Quote the entries below from the line with "paths, and the" through the line with "mod pipeline;", both ends included, and only those lines.

[Stored data entries]
[Start of section]
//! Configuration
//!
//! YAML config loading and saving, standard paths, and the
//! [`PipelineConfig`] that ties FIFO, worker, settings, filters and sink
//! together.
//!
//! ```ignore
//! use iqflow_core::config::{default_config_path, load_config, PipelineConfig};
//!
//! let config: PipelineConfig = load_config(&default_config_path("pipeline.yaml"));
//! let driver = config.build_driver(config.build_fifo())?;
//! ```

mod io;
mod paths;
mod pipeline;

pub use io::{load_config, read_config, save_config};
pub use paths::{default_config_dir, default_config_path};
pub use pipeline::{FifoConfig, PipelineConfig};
[End of section]
[Start of section]
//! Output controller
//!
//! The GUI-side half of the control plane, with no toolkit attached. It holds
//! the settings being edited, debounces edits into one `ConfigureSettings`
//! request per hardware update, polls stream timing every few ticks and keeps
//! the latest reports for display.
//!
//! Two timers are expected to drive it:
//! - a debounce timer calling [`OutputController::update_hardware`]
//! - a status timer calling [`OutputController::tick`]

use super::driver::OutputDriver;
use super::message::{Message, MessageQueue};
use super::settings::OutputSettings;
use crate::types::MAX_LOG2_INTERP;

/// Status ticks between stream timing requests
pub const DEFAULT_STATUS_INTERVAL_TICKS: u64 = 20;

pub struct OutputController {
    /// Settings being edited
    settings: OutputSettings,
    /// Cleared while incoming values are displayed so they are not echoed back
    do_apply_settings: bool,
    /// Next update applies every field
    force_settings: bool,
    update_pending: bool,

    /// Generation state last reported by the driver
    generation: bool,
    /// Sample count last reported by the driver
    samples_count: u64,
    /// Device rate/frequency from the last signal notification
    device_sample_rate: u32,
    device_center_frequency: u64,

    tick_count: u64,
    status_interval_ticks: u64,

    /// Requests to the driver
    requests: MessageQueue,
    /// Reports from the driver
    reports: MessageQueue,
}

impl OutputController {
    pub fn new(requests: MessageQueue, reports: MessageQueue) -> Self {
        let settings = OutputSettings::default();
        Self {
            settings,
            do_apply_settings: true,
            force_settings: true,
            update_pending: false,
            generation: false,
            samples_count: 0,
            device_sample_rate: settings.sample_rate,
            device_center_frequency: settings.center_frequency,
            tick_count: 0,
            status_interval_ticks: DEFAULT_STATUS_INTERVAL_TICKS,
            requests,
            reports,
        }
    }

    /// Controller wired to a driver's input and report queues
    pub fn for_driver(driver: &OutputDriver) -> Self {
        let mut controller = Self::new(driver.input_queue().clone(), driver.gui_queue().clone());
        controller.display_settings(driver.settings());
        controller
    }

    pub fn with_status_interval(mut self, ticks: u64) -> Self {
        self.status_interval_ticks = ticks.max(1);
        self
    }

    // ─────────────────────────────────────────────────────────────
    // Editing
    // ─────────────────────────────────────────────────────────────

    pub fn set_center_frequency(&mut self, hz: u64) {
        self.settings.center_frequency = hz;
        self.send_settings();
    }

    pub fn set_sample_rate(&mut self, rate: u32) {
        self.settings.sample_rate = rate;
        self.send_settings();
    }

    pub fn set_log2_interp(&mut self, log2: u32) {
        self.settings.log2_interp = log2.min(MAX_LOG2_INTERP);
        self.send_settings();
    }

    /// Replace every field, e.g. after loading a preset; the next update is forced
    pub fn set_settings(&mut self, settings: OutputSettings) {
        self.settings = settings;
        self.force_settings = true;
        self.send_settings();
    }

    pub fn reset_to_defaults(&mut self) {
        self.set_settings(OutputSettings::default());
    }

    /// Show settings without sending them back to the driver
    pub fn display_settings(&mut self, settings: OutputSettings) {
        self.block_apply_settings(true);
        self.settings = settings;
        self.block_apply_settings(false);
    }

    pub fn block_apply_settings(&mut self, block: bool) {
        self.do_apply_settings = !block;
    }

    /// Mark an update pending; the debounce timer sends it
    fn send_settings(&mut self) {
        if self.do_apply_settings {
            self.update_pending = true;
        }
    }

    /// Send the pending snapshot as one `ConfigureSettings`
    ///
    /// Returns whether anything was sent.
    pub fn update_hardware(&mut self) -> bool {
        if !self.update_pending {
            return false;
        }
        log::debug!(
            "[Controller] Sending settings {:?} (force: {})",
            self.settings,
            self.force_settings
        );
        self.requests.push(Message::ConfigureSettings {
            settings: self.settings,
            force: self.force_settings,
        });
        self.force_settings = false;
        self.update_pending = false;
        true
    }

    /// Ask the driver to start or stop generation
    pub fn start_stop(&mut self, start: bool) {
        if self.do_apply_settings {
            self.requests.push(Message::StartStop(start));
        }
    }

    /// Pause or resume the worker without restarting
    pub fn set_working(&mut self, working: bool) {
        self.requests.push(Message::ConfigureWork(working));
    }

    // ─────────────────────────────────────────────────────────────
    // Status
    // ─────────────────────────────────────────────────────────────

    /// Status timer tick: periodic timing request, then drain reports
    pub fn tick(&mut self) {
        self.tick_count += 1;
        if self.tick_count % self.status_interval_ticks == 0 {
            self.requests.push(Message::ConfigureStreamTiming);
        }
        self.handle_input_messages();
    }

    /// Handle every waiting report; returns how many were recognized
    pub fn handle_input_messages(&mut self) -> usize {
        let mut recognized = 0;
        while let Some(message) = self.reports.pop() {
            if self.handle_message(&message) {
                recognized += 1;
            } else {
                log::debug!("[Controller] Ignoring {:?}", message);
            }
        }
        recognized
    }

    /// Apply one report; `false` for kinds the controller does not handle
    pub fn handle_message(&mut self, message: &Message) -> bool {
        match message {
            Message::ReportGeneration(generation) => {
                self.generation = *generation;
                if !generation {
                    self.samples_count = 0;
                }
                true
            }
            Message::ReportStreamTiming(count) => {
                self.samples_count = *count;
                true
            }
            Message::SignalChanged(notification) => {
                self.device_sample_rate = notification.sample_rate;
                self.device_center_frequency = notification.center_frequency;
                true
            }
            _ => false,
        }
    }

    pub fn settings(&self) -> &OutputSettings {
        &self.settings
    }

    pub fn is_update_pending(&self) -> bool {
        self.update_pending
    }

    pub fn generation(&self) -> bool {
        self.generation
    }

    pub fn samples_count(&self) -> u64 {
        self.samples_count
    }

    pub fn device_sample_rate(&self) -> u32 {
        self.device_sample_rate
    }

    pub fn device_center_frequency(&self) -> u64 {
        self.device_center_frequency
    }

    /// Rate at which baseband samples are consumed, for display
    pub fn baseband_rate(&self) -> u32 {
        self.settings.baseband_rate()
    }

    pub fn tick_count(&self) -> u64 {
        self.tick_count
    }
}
[End of section]
Task answer:
//! YAML config loading and saving, standard paths, and the
//! [`PipelineConfig`] that ties FIFO, worker, settings, filters and sink
//! together.
//!
//! ```ignore
//! use iqflow_core::config::{default_config_path, load_config, PipelineConfig};
//!
//! let config: PipelineConfig = load_config(&default_config_path("pipeline.yaml"));
//! let driver = config.build_driver(config.build_fifo())?;
//! ```

mod io;
mod paths;
mod pipeline;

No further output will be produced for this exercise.